* **ACTIVITY**
Only lines with the string "that" matter here; gather them from the material below.

* **DATA FOR THIS TASK**

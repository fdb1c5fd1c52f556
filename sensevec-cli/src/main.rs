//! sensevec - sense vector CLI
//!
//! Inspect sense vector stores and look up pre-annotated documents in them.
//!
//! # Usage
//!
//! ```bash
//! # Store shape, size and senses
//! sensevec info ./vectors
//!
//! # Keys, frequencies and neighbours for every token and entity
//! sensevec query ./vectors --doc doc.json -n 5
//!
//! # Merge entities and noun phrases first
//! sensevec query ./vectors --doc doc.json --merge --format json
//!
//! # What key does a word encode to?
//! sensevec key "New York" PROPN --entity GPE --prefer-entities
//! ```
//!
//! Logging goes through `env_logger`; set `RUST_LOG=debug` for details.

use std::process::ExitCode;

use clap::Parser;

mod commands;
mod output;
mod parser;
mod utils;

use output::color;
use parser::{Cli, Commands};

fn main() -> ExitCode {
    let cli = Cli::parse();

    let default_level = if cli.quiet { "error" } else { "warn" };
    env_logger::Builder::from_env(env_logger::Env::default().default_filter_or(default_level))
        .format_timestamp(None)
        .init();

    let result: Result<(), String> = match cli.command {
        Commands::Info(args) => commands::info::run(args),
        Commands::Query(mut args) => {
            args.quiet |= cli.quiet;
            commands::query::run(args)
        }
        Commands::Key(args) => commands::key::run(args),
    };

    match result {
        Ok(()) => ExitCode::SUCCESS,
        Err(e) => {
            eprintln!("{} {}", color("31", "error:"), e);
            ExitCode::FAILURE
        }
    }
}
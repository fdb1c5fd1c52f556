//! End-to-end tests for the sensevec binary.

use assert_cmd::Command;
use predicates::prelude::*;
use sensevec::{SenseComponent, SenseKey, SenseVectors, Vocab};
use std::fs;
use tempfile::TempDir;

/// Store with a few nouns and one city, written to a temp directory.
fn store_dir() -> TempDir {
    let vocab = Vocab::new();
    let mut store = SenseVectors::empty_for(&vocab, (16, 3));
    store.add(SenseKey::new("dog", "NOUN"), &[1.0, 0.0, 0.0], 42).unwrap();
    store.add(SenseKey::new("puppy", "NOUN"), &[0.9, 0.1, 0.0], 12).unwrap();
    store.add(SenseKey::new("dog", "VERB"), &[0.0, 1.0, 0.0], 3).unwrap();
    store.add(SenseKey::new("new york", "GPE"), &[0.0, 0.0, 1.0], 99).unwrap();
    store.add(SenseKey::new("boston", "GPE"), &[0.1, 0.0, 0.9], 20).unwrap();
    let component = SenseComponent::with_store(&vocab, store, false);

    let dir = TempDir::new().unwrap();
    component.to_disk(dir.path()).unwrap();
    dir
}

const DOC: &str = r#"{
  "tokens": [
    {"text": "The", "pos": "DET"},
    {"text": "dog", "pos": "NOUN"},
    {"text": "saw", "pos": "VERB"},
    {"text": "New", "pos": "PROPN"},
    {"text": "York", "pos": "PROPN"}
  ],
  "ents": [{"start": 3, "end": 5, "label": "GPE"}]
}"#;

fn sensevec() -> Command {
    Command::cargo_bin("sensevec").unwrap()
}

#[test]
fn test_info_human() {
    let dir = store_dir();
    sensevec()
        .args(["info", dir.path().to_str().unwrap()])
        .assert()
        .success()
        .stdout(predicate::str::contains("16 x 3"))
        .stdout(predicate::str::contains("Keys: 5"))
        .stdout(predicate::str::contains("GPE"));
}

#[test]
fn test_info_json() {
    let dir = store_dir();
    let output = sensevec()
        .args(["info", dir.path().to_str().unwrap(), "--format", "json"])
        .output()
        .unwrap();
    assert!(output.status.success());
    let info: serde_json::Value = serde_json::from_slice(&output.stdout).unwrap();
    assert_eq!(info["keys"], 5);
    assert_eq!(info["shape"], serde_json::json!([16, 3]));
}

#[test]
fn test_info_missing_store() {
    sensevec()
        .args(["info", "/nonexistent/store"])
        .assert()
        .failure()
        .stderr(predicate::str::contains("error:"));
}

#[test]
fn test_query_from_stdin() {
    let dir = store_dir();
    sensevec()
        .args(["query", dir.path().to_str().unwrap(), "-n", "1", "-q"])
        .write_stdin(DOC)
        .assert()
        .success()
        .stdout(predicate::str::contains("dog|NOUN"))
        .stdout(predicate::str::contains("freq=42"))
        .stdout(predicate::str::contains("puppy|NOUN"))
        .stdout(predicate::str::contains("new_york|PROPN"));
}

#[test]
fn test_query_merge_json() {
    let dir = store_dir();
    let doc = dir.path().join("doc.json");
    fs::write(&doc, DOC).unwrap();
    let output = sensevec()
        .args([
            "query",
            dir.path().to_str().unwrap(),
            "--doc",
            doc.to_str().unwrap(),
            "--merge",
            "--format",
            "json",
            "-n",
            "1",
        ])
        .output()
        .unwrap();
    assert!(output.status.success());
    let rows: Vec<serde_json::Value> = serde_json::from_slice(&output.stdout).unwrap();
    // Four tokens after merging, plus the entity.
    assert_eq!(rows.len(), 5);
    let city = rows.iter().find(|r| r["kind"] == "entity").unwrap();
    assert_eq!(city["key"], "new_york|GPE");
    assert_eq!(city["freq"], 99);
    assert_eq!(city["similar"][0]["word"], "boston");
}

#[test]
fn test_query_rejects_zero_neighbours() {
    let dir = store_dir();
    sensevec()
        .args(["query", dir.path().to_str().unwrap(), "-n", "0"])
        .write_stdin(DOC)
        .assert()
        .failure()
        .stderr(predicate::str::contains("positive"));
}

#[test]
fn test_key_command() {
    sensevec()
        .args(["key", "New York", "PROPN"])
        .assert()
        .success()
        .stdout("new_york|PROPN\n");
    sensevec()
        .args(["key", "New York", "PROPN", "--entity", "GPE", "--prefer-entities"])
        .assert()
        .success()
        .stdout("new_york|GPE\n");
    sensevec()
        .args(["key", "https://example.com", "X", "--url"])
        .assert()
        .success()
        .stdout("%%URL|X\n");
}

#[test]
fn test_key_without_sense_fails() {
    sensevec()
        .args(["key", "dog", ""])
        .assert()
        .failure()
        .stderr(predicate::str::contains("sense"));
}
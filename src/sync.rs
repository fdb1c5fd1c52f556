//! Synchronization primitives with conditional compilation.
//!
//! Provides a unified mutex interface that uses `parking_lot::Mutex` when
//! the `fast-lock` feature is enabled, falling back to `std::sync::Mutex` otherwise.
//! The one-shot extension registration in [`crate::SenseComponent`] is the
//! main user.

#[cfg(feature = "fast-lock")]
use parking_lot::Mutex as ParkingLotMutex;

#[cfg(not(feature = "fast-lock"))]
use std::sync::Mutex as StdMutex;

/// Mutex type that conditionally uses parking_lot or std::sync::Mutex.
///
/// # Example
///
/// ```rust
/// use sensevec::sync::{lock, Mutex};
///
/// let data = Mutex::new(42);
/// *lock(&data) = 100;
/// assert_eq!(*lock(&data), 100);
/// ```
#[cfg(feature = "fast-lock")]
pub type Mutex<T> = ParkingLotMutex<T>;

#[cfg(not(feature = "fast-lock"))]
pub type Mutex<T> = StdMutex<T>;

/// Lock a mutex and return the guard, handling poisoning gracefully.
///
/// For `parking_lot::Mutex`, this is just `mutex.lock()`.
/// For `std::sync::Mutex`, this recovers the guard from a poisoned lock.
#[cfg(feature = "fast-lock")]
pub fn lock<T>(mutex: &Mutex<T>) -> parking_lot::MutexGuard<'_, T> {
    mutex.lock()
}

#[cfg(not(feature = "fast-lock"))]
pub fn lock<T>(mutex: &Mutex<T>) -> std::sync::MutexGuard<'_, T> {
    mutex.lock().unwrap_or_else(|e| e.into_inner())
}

* * *

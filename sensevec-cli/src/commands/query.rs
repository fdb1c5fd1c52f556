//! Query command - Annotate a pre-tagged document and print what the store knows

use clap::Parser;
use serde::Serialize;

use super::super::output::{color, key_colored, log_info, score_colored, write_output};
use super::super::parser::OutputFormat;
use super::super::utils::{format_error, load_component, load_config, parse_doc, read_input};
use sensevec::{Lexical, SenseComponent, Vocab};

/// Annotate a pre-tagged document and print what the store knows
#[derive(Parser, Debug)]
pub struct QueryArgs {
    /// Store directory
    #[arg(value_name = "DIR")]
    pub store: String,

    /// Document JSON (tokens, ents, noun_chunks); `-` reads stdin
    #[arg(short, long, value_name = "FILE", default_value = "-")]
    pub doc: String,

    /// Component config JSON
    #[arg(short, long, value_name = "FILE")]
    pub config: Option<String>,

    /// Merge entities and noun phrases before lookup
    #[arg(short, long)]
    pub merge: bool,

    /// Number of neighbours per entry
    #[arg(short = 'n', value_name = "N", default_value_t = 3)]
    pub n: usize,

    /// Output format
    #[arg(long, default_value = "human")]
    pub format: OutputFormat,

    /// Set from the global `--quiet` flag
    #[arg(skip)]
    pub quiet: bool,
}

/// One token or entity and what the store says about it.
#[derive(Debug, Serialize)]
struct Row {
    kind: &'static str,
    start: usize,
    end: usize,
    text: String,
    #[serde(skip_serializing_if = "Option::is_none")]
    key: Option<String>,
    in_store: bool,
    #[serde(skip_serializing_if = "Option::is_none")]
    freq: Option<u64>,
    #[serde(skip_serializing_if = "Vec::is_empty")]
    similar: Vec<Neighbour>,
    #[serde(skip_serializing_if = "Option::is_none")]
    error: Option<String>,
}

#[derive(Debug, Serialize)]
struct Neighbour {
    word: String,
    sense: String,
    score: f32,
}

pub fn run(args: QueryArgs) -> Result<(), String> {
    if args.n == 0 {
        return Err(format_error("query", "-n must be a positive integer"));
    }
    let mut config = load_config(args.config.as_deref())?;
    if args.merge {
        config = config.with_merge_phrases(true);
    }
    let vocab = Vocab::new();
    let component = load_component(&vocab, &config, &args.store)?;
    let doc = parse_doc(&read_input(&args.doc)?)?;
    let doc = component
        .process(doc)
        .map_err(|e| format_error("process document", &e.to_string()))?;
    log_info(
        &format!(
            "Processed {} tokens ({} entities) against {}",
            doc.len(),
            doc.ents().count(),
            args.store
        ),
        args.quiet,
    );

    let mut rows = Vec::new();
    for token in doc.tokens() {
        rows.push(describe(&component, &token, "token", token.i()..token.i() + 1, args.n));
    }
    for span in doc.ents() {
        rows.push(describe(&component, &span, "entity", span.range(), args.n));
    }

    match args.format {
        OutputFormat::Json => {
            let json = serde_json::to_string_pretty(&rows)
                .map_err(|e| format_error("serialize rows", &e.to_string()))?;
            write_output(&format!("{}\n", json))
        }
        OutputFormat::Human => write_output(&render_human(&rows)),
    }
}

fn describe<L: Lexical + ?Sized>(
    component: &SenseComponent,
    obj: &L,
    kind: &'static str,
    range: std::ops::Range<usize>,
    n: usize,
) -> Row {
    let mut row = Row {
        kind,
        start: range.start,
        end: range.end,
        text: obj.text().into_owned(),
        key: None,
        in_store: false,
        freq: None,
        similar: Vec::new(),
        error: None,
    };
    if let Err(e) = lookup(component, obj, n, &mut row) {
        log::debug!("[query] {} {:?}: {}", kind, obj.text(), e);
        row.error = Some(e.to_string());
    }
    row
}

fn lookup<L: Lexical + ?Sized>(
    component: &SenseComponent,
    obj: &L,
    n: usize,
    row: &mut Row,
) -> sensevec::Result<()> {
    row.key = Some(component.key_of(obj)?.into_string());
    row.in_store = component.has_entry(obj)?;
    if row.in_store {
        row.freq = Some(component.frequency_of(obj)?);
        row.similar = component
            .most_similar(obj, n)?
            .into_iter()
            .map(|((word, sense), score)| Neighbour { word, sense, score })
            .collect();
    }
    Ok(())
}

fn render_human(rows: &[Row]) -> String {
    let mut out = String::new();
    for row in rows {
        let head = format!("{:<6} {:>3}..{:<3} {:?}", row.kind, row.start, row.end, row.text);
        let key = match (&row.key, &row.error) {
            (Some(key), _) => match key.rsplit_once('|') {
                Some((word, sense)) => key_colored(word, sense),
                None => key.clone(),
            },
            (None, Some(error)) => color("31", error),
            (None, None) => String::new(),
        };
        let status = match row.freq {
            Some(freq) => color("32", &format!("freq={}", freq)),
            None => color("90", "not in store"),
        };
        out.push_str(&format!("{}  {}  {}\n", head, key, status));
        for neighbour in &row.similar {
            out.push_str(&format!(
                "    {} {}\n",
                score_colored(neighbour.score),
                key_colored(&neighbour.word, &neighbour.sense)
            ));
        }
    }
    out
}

* **RESPONSE**
//! Provides a unified mutex interface that uses `parking_lot::Mutex` when
/// Mutex type that conditionally uses parking_lot or std::sync::Mutex.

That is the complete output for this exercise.